Aim of the task:
For each line in the data below that has the word "variance", copy that line.

Material provided:

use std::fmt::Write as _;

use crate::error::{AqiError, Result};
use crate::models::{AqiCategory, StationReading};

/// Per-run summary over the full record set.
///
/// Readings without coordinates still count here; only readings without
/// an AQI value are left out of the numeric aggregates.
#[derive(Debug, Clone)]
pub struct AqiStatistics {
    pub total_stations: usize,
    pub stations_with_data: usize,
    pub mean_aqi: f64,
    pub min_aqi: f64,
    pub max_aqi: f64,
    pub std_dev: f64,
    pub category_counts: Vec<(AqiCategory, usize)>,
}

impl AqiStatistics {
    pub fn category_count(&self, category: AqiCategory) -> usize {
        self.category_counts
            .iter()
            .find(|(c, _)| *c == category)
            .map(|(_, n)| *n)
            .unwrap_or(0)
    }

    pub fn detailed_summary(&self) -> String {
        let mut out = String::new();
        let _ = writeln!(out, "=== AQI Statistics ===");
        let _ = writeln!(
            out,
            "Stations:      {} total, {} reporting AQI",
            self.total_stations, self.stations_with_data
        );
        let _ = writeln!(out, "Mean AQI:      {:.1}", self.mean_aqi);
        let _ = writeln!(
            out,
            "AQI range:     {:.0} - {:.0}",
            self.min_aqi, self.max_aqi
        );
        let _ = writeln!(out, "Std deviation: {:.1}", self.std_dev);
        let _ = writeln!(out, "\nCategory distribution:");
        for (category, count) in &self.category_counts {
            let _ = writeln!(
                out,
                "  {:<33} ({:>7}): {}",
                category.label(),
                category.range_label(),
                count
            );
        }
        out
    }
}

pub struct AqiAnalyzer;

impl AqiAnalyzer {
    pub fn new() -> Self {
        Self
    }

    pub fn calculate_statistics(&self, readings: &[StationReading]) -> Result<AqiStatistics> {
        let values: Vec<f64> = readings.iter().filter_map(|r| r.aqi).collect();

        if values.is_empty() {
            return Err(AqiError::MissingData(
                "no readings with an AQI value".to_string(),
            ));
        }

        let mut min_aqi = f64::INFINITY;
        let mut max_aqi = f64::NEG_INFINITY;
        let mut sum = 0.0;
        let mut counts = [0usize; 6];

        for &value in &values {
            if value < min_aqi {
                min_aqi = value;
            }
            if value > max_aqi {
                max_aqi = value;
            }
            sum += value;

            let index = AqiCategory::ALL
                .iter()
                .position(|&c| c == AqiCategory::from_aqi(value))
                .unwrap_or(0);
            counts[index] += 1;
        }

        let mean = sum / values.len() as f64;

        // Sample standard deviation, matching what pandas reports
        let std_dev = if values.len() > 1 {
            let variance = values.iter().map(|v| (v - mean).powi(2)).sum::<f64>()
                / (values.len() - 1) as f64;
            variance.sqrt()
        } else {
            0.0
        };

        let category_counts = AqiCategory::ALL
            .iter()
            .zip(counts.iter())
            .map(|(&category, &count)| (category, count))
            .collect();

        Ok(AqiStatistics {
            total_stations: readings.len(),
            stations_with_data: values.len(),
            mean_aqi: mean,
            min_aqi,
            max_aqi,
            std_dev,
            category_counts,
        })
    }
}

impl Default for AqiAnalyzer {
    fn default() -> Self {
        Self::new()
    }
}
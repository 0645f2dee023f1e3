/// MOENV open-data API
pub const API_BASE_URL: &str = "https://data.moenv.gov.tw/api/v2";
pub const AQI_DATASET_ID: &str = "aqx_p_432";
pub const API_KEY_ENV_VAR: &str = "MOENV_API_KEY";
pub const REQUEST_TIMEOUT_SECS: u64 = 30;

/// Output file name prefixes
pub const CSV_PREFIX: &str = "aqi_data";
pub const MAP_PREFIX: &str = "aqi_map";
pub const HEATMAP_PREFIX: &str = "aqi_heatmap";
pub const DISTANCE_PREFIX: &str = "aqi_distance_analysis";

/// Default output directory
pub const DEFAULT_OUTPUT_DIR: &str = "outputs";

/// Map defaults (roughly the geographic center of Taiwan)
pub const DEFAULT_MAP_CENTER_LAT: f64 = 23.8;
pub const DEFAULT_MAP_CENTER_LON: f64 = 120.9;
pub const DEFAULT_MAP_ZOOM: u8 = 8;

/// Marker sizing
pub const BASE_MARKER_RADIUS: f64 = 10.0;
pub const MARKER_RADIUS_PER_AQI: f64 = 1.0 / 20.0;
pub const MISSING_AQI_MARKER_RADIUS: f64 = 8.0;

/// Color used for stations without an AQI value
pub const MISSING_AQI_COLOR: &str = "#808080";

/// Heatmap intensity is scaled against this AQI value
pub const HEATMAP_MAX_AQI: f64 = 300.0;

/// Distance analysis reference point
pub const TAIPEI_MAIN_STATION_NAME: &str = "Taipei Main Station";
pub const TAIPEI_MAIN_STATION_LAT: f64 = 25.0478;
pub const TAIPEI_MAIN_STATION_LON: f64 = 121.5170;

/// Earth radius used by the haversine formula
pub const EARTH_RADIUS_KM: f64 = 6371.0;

Task output:
            let variance = values.iter().map(|v| (v - mean).powi(2)).sum::<f64>()
            variance.sqrt()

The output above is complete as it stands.